Improved estimates of Caribbean plate motion and rigidity from COCONet and campaign GPS observations
Glen Mattioli  1, 2@  , Jamie Miller  2@  , Charles Demets  3@  , Pamela Jansma  2@  
1 : UNAVCO Inc.
6350 Nautilus Dr., Boulder, CO -  United States
2 : University of Texas at Arlington
Dept. of Earth & Env. Sciences, Arlington, TX -  United States
3 : University of Wisconsin-Madison [Madison]

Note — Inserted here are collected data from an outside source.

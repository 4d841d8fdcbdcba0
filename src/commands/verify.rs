use keybank::error::{KeybankError, Result};
use keybank::keybank::overall;
use keybank::KeybankConfig;

use super::{open_keybank, Target};

/// Check repositories, files and keyrings of every store
pub fn verify(target: &Target, config: &KeybankConfig) -> Result<()> {
    let keybank = open_keybank(target, config)?;
    let statuses = keybank.verify()?;

    for (name, status) in &statuses {
        status.log();
        println!("{name}: {}", status.verdict());
    }

    let all = overall(&statuses);
    if all.is_good() {
        println!("\nAll stores verified");
        Ok(())
    } else {
        Err(KeybankError::Corruption(format!(
            "verification failed ({})",
            all.verdict()
        )))
    }
}
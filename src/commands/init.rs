use std::path::Path;

use keybank::error::{KeybankError, Result};
use keybank::{Keybank, StoreContext};

/// Lay out the stores in an existing directory
pub fn init(directory: &Path) -> Result<()> {
    println!("Initializing keybank in {}...", directory.display());

    if !directory.is_dir() {
        return Err(KeybankError::Other(format!(
            "{} is not a directory",
            directory.display()
        )));
    }

    let keybank = Keybank::create(directory, StoreContext::system())?;
    for (name, store) in keybank.stores() {
        println!("Created {} store at {}", store.kind(), directory.join(name).display());
    }

    println!("\nInitialization complete!");
    Ok(())
}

Madison, WI 53706 -  United States

The currently accepted Caribbean plate motion model presented by DeMets et al. (2007) is based on velocities from 6 continuous and 14 campaign GPS sites. COCONet is a multi-hazard GPS-Met observatory, which extends the existing infrastructure of the EarthScope Plate Boundary Observatory in North America into Central and northern South American and the eastern Caribbean. In 2010, UNAVCO in collaboration with UCAR, was funded by NSF to design, build, and initially maintain a network of 50 new cGPS/Met sites and include data from another 50 existing sites in the Caribbean region. COCONet is comprised of 85 new and refurbished stations, together with over 70 existing stations distributed across 26 nations. Data from all COCONet sites flow into the UNAVCO archive and are processed by the PBO analysis centers and are also processed independently by the UTA Geodesy Lab using GIPSY-OASISII (v.6.4) using an absolute point positioning strategy and final, precise orbits, clocks, and Earth orientation parameters from JPL in the IGS08b frame.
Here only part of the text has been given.